=== Your objective ===
Return the count of lines in the following records that include "SyncAction", and nothing more.

Study material START

//! Local folder scanning
//!
//! Walks a sync root recursively and returns metadata for every supported
//! document, keyed by relative path. Hidden entries and the tracking
//! record are never picked up, and a single unreadable file downgrades to
//! a warning rather than failing the scan.

use std::collections::BTreeMap;
use std::path::{Path, PathBuf};

use chrono::{DateTime, Utc};
use walkdir::{DirEntry, WalkDir};

use crate::error::{Result, SyncError};
use crate::state::TRACKING_FILENAME;

/// Document extensions eligible for syncing. A closed set, not a plugin
/// surface.
pub const SUPPORTED_EXTENSIONS: &[&str] = &["pdf", "txt", "md", "docx", "html", "epub"];

/// Metadata for one file found during a scan.
#[derive(Debug, Clone, PartialEq, Eq)]
pub struct LocalFile {
    /// Path relative to the sync root, `/`-separated
    pub relative_path: String,
    /// Absolute location on disk
    pub absolute_path: PathBuf,
    /// Filename stem, used as the remote document title
    pub display_name: String,
    /// Lowercased extension
    pub extension: String,
    /// File size in bytes
    pub size: u64,
    /// Last modification time
    pub modified_at: DateTime<Utc>,
}

/// Result of a scan with non-fatal warnings.
#[derive(Debug, Clone, Default)]
pub struct ScanResult {
    /// Relative path → file metadata for every supported file
    pub files: BTreeMap<String, LocalFile>,
    /// Entries that could not be read and were skipped
    pub warnings: Vec<String>,
}

/// Scans one sync root.
pub struct Scanner {
    root: PathBuf,
}

impl Scanner {
    /// Create a scanner for the given root.
    #[must_use]
    pub fn new(root: &Path) -> Self {
        Self {
            root: root.to_path_buf(),
        }
    }

    /// Walk the root and collect supported files.
    ///
    /// An empty root yields an empty mapping, not an error.
    ///
    /// # Errors
    ///
    /// Returns [`SyncError::RootMissing`] / [`SyncError::RootNotDirectory`]
    /// when the root itself is unusable.
    pub fn scan(&self) -> Result<ScanResult> {
        if !self.root.exists() {
            return Err(SyncError::RootMissing(self.root.clone()).into());
        }
        if !self.root.is_dir() {
            return Err(SyncError::RootNotDirectory(self.root.clone()).into());
        }

        let mut result = ScanResult::default();

        let walker = WalkDir::new(&self.root)
            .into_iter()
            .filter_entry(|e| !Self::is_hidden(e));

        for entry in walker {
            let entry = match entry {
                Ok(entry) => entry,
                Err(e) => {
                    result.warnings.push(format!("Skipping unreadable entry: {e}"));
                    continue;
                }
            };

            if !entry.file_type().is_file() || Self::is_excluded(&entry) {
                continue;
            }

            match self.describe(&entry) {
                Ok(Some(file)) => {
                    result.files.insert(file.relative_path.clone(), file);
                }
                Ok(None) => {} // unsupported extension
                Err(e) => {
                    result
                        .warnings
                        .push(format!("Skipping {}: {e:#}", entry.path().display()));
                }
            }
        }

        Ok(result)
    }

    /// Hidden entries (leading `.`) are pruned, subtrees included. The
    /// root itself is depth 0 and always kept.
    fn is_hidden(entry: &DirEntry) -> bool {
        entry.depth() > 0
            && entry
                .file_name()
                .to_str()
                .is_some_and(|name| name.starts_with('.'))
    }

    /// The tracking record is reserved and never re-ingested.
    fn is_excluded(entry: &DirEntry) -> bool {
        entry.file_name() == TRACKING_FILENAME
    }

    fn describe(&self, entry: &DirEntry) -> Result<Option<LocalFile>> {
        let path = entry.path();

        let Some(extension) = path
            .extension()
            .and_then(|e| e.to_str())
            .map(str::to_ascii_lowercase)
        else {
            return Ok(None);
        };
        if !SUPPORTED_EXTENSIONS.contains(&extension.as_str()) {
            return Ok(None);
        }

        let relative = path
            .strip_prefix(&self.root)
            .unwrap_or(path);
        let relative_path = relative
            .components()
            .map(|c| c.as_os_str().to_string_lossy())
            .collect::<Vec<_>>()
            .join("/");

        let display_name = path
            .file_stem()
            .map(|s| s.to_string_lossy().into_owned())
            .unwrap_or_else(|| relative_path.clone());

        let metadata = entry.metadata()?;
        let modified_at = DateTime::<Utc>::from(metadata.modified()?);

        Ok(Some(LocalFile {
            relative_path,
            absolute_path: path.to_path_buf(),
            display_name,
            extension,
            size: metadata.len(),
            modified_at,
        }))
    }
}
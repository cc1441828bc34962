//! Sync plan actions

use crate::scanner::LocalFile;
use crate::state::TrackedFile;

/// One reconciliation decision for one relative path.
#[derive(Debug, Clone, PartialEq, Eq)]
pub enum SyncAction {
    /// Upload a file the remote corpus has no document for
    Add {
        /// Relative path of the file
        path: String,
        /// Current local metadata
        local: LocalFile,
        /// Freshly computed fingerprint
        hash: String,
    },
    /// Replace the remote document for a changed file
    Update {
        /// Relative path of the file
        path: String,
        /// Current local metadata
        local: LocalFile,
        /// Freshly computed fingerprint
        hash: String,
        /// Entry from the previous run, carrying the remote document id
        tracked: TrackedFile,
    },
    /// Leave an unchanged file alone
    Skip {
        /// Relative path of the file
        path: String,
    },
    /// Remove the document for a file that vanished locally
    Delete {
        /// Relative path of the file
        path: String,
        /// Entry from the previous run, carrying the remote document id
        tracked: TrackedFile,
    },
}

impl SyncAction {
    /// The relative path this action concerns.
    #[must_use]
    pub fn path(&self) -> &str {
        match self {
            Self::Add { path, .. }
            | Self::Update { path, .. }
            | Self::Skip { path }
            | Self::Delete { path, .. } => path,
        }
    }

    /// Short verb for display.
    #[must_use]
    pub const fn verb(&self) -> &'static str {
        match self {
            Self::Add { .. } => "add",
            Self::Update { .. } => "update",
            Self::Skip { .. } => "skip",
            Self::Delete { .. } => "delete",
        }
    }
}
//! Plan construction: diffing a fresh scan against the stored state
//!
//! The content fingerprint is the sole basis for change detection; size
//! and modification time are carried for display only and never trigger
//! an action on their own.

use super::actions::SyncAction;
use crate::hasher;
use crate::scanner::ScanResult;
use crate::state::SyncState;

/// An ordered reconciliation plan plus the warnings gathered building it.
#[derive(Debug, Clone, Default)]
pub struct Plan {
    /// Actions in stable order: adds/updates/skips by path, then deletes
    pub actions: Vec<SyncAction>,
    /// Files dropped from the plan because they could not be fingerprinted
    pub warnings: Vec<String>,
}

impl Plan {
    /// Number of actions that would touch the remote corpus.
    #[must_use]
    pub fn changes(&self) -> usize {
        self.actions
            .iter()
            .filter(|a| !matches!(a, SyncAction::Skip { .. }))
            .count()
    }
}

/// Compares scans against stored state. Read-only with respect to both.
pub struct Reconciler;

impl Reconciler {
    /// Build the plan for one sync run.
    ///
    /// Every scanned file is fingerprinted here. A file that cannot be
    /// read drops out of the plan with a warning; if it was tracked it
    /// stays tracked-but-unrefreshed and is retried next run.
    #[must_use]
    pub fn plan(scan: &ScanResult, state: &SyncState) -> Plan {
        let mut plan = Plan::default();

        for (path, local) in &scan.files {
            let hash = match hasher::fingerprint_file(&local.absolute_path) {
                Ok(hash) => hash,
                Err(e) => {
                    plan.warnings
                        .push(format!("Cannot fingerprint {path}: {e:#}"));
                    continue;
                }
            };

            let action = match state.files.get(path) {
                None => SyncAction::Add {
                    path: path.clone(),
                    local: local.clone(),
                    hash,
                },
                Some(tracked) if tracked.hash == hash => SyncAction::Skip { path: path.clone() },
                Some(tracked) => {
                    if tracked.remote_document_id.is_some() {
                        SyncAction::Update {
                            path: path.clone(),
                            local: local.clone(),
                            hash,
                            tracked: tracked.clone(),
                        }
                    } else {
                        // Tracked but never successfully uploaded: treat as
                        // new so a prior partial failure heals itself
                        SyncAction::Add {
                            path: path.clone(),
                            local: local.clone(),
                            hash,
                        }
                    }
                }
            };
            plan.actions.push(action);
        }

        // Tracked paths that vanished locally, after the add/update block
        for (path, tracked) in &state.files {
            if !scan.files.contains_key(path) {
                plan.actions.push(SyncAction::Delete {
                    path: path.clone(),
                    tracked: tracked.clone(),
                });
            }
        }

        plan
    }
}
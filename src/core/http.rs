//! HTTP utilities for the Sheets values API

use crate::{config::API_KEY_ENV_VAR, error::StatsError, Result};

/// Base path for the Sheets v4 API.
pub const SHEETS_BASE_URL: &str = "https://sheets.googleapis.com/v4/spreadsheets";

/// URL of one tab's cell values. The API key is sent as a query parameter.
pub fn values_url(document_id: &str, encoded_tab: &str) -> String {
    format!("{SHEETS_BASE_URL}/{}/values/{}", document_id, encoded_tab)
}

/// Resolve the API key from the option or the environment variable.
pub fn resolve_api_key(api_key: Option<String>) -> Result<String> {
    api_key
        .filter(|k| !k.trim().is_empty())
        .or_else(|| {
            std::env::var(API_KEY_ENV_VAR)
                .ok()
                .filter(|k| !k.trim().is_empty())
        })
        .ok_or_else(|| StatsError::MissingApiKey {
            env_var: API_KEY_ENV_VAR.to_string(),
        })
}

#[cfg(test)]
mod tests {
    use super::*;

    #[test]
    fn test_values_url() {
        assert_eq!(
            values_url("doc123", "Box%20Scores"),
            "https://sheets.googleapis.com/v4/spreadsheets/doc123/values/Box%20Scores"
        );
    }

    #[test]
    fn test_resolve_api_key_from_option() {
        let key = resolve_api_key(Some("abc".to_string())).unwrap();
        assert_eq!(key, "abc");
    }

    #[test]
    fn test_resolve_api_key_env_and_missing() {
        std::env::set_var(API_KEY_ENV_VAR, "from-env");
        assert_eq!(resolve_api_key(None).unwrap(), "from-env");
        // A blank option falls through to the environment
        assert_eq!(resolve_api_key(Some(" ".to_string())).unwrap(), "from-env");

        std::env::remove_var(API_KEY_ENV_VAR);
        match resolve_api_key(None) {
            Err(StatsError::MissingApiKey { env_var }) => assert_eq!(env_var, API_KEY_ENV_VAR),
            other => panic!("Expected MissingApiKey error, got {:?}", other),
        }
    }
}
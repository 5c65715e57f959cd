//! Error types for the XBL stats pipeline

use std::path::PathBuf;
use thiserror::Error;

#[cfg(test)]
mod tests;

pub type Result<T> = std::result::Result<T, StatsError>;

#[derive(Error, Debug)]
pub enum StatsError {
    #[error("HTTP request failed: {0}")]
    Http(#[from] reqwest::Error),

    #[error("JSON parsing failed: {0}")]
    Json(#[from] serde_json::Error),

    #[error("IO error: {0}")]
    Io(#[from] std::io::Error),

    #[error("Failed to parse config: {0}")]
    Toml(#[from] toml::de::Error),

    #[error("Failed to parse number: {0}")]
    InvalidNumber(#[from] std::num::ParseIntError),

    #[error("Missing input {name}: cannot find {}", path.display())]
    MissingInput { name: String, path: PathBuf },

    #[error("Input {name} is not a spreadsheet export: {message}")]
    MalformedInput { name: String, message: String },

    #[error("Invalid config field `{field}`: {message}")]
    Config { field: String, message: String },

    #[error("Sheets API key not provided and {env_var} environment variable not set")]
    MissingApiKey { env_var: String },

    #[error("Player {player} has no {league} team for season {season}")]
    UnresolvedPlayer {
        player: String,
        league: String,
        season: u16,
    },

    #[error("Query `{query}' cannot be found")]
    QueryNotFound { query: String },

    #[error("Query must begin with either 'season' or 'career'")]
    InvalidQueryRoot,
}
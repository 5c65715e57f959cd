//! Build command implementation

use std::path::PathBuf;
use tracing::info;

use crate::{
    config::{BuildConfig, StatsConfig},
    pipeline,
    sheets::JsonDirSource,
    Result, Season,
};

/// Parameters for the build command
#[derive(Debug)]
pub struct BuildParams {
    pub config: StatsConfig,
    pub season: Season,
    pub raw_dir: PathBuf,
    pub save_dir: PathBuf,
    pub query: Vec<String>,
}

/// Build every artifact from the sheets in `raw_dir` and write them to
/// `save_dir`. With a query, the matching sub-tree is printed as JSON.
pub fn handle_build(params: BuildParams) -> Result<()> {
    let config = BuildConfig {
        stats: params.config,
        season: params.season,
    };
    let source = JsonDirSource::new(&params.raw_dir);

    let output = pipeline::build(&source, &config)?;
    let written = output.write(&params.save_dir)?;
    info!(
        "wrote {} files to {}",
        written.len(),
        params.save_dir.display()
    );

    if !params.query.is_empty() {
        let value = output.query(&params.query)?;
        println!("{}", serde_json::to_string_pretty(&value)?); // tarpaulin::skip
    }

    Ok(())
}
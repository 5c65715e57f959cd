//! Type-safe wrappers for league, season and week identifiers.

pub mod league;
pub mod time;

pub use league::{League, Phase};
pub use time::{Season, SeasonKey, Week};
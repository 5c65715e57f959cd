//! Per-game normalization.
//!
//! A box-score (or head-to-head) sheet has one row per game with `a_`/`h_`
//! prefixed columns for the away and home sides. [`normalize_games`] checks
//! each row, derives the outcome flags and splits the game into two mirrored
//! [`TeamGame`] records, one from each side's point of view.

use serde::Serialize;

use super::quality::Diagnostic;
use crate::{
    cli::types::{League, Phase, Season, Week},
    sheets::{Row, Table},
};

#[cfg(test)]
mod tests;

/// Games ending at or before this many innings were decided by the run rule.
pub const RUN_RULE_INNINGS: f64 = 8.0;

/// Box-score counts for one side of one game. Any field may be missing.
#[derive(Debug, Clone, Copy, Default, PartialEq, Eq, Serialize)]
pub struct BoxLine {
    pub ab: Option<u32>,
    pub r: Option<u32>,
    pub h: Option<u32>,
    pub hr: Option<u32>,
    pub rbi: Option<u32>,
    pub bb: Option<u32>,
    pub so: Option<u32>,
    pub e: Option<u32>,
}

impl BoxLine {
    /// Read the side's counts from `{prefix}ab`, `{prefix}h`, ... columns.
    pub fn from_row(row: &Row<'_>, prefix: &str) -> Self {
        let count = |stat: &str| row.count(&format!("{prefix}{stat}"));
        Self {
            ab: count("ab"),
            r: count("r"),
            h: count("h"),
            hr: count("hr"),
            rbi: count("rbi"),
            bb: count("bb"),
            so: count("so"),
            e: count("e"),
        }
    }
}

/// What the away/home columns of a sheet name.
#[derive(Debug, Clone, Copy, PartialEq, Eq)]
pub enum Sides {
    /// Season sheets: team names.
    Teams,
    /// Head-to-head sheets: player names.
    Players,
}

/// Which side of a game a record is about.
#[derive(Debug, Clone, Copy, PartialEq, Eq, Serialize)]
#[serde(rename_all = "snake_case")]
pub enum Side {
    Away,
    Home,
}

/// One accepted game with its outcome flags.
#[derive(Debug, Clone, PartialEq, Serialize)]
pub struct GameResult {
    pub league: League,
    pub season: Season,
    #[serde(skip_serializing_if = "Option::is_none")]
    pub week: Option<Week>,
    #[serde(skip_serializing_if = "Option::is_none")]
    pub round: Option<String>,
    pub away: String,
    pub home: String,
    pub away_score: u32,
    pub home_score: u32,
    pub innings: Option<f64>,
    pub winner: String,
    pub away_win: bool,
    pub home_win: bool,
    pub run_rule: bool,
    pub away_stats: BoxLine,
    pub home_stats: BoxLine,
    #[serde(skip)]
    pub phase: Phase,
    #[serde(skip)]
    pub sides: Sides,
}

impl GameResult {
    /// The two canonical records of this game, away first.
    pub fn team_games(&self) -> [TeamGame; 2] {
        [self.team_game(Side::Away), self.team_game(Side::Home)]
    }

    fn team_game(&self, side: Side) -> TeamGame {
        let (name, opponent, own, opp, scored, allowed, win) = match side {
            Side::Away => (
                &self.away,
                &self.home,
                self.away_stats,
                self.home_stats,
                self.away_score,
                self.home_score,
                self.away_win,
            ),
            Side::Home => (
                &self.home,
                &self.away,
                self.home_stats,
                self.away_stats,
                self.home_score,
                self.away_score,
                self.home_win,
            ),
        };

        // The away side bats in the unfinished half inning, if there is one.
        let (innings_hitting, innings_pitching) = match (self.innings, side) {
            (Some(ip), Side::Away) => (Some(ip.ceil() as u32), Some(ip.floor() as u32)),
            (Some(ip), Side::Home) => (Some(ip.floor() as u32), Some(ip.ceil() as u32)),
            (None, _) => (None, None),
        };

        let (team, opponent_team, player, opponent_player) = match self.sides {
            Sides::Teams => (Some(name.clone()), Some(opponent.clone()), None, None),
            Sides::Players => (None, None, Some(name.clone()), Some(opponent.clone())),
        };

        TeamGame {
            league: self.league.clone(),
            phase: self.phase,
            season: self.season,
            week: self.week,
            round: self.round.clone(),
            side,
            team,
            opponent: opponent_team,
            player,
            opponent_player,
            runs_scored: scored,
            runs_allowed: allowed,
            innings_hitting,
            innings_pitching,
            win,
            loss: !win,
            run_rule_win: self.run_rule && win,
            run_rule_loss: self.run_rule && !win,
            own,
            opp,
        }
    }
}

/// One game seen from one side.
#[derive(Debug, Clone, PartialEq)]
pub struct TeamGame {
    pub league: League,
    pub phase: Phase,
    pub season: Season,
    pub week: Option<Week>,
    pub round: Option<String>,
    pub side: Side,
    pub team: Option<String>,
    pub opponent: Option<String>,
    pub player: Option<String>,
    pub opponent_player: Option<String>,
    pub runs_scored: u32,
    pub runs_allowed: u32,
    pub innings_hitting: Option<u32>,
    pub innings_pitching: Option<u32>,
    pub win: bool,
    pub loss: bool,
    pub run_rule_win: bool,
    pub run_rule_loss: bool,
    pub own: BoxLine,
    pub opp: BoxLine,
}

impl TeamGame {
    /// Team name when known, otherwise the player.
    pub fn name(&self) -> &str {
        self.team
            .as_deref()
            .or(self.player.as_deref())
            .unwrap_or_default()
    }
}

/// Output of [`normalize_games`].
#[derive(Debug, Clone, Default)]
pub struct NormalizedGames {
    pub results: Vec<GameResult>,
    pub team_games: Vec<TeamGame>,
    pub rejected: Vec<Diagnostic>,
}

/// How to read one games sheet.
#[derive(Debug, Clone)]
pub struct GameSheet<'a> {
    pub league: &'a League,
    pub phase: Phase,
    pub sides: Sides,
    /// Season used for rows without a `season` column (per-season sheets).
    pub season: Option<Season>,
}

/// Check every row of `table`, keeping the good games and reporting the rest.
pub fn normalize_games(table: &Table, sheet: &GameSheet<'_>) -> NormalizedGames {
    let mut out = NormalizedGames::default();

    for row in table.rows() {
        match parse_game(&row, sheet) {
            Ok(game) => {
                out.team_games.extend(game.team_games());
                out.results.push(game);
            }
            Err(reason) => out
                .rejected
                .push(Diagnostic::for_row(table.name(), &row, reason).logged()),
        }
    }

    out
}

fn parse_game(row: &Row<'_>, sheet: &GameSheet<'_>) -> Result<GameResult, String> {
    let away = row.text("away").ok_or("missing away side")?;
    let home = row.text("home").ok_or("missing home side")?;
    if away == home {
        return Err(format!("{} is listed as both away and home", away));
    }

    let away_score = row
        .count("a_score")
        .ok_or("away score is not a non-negative integer")?;
    let home_score = row
        .count("h_score")
        .ok_or("home score is not a non-negative integer")?;
    if away_score == home_score {
        return Err(format!("tied score {}-{}", away_score, home_score));
    }

    let season = if row.cell("season").is_null() {
        sheet.season.ok_or("missing season")?
    } else {
        row.count("season")
            .and_then(|s| u16::try_from(s).ok())
            .map(Season::new)
            .ok_or("season is not a whole number")?
    };

    let (week, round) = match sheet.phase {
        Phase::Regular => {
            let week = row
                .count("week")
                .and_then(|w| u16::try_from(w).ok())
                .ok_or("week is not a whole number")?;
            (Some(Week::new(week)), None)
        }
        Phase::Playoffs => (None, Some(row.text("round").ok_or("missing round")?)),
    };

    let innings = row.number("ip");
    if innings.is_some_and(|ip| ip < 0.0) {
        return Err("innings played is negative".to_string());
    }

    let away_win = away_score > home_score;
    let winner = if away_win { away.clone() } else { home.clone() };

    Ok(GameResult {
        league: sheet.league.clone(),
        season,
        week,
        round,
        away,
        home,
        away_score,
        home_score,
        innings,
        winner,
        away_win,
        home_win: !away_win,
        run_rule: innings.is_some_and(|ip| ip <= RUN_RULE_INNINGS),
        away_stats: BoxLine::from_row(row, "a_"),
        home_stats: BoxLine::from_row(row, "h_"),
        phase: sheet.phase,
        sides: sheet.sides,
    })
}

Study material END

=== Solution to this exercise ===
10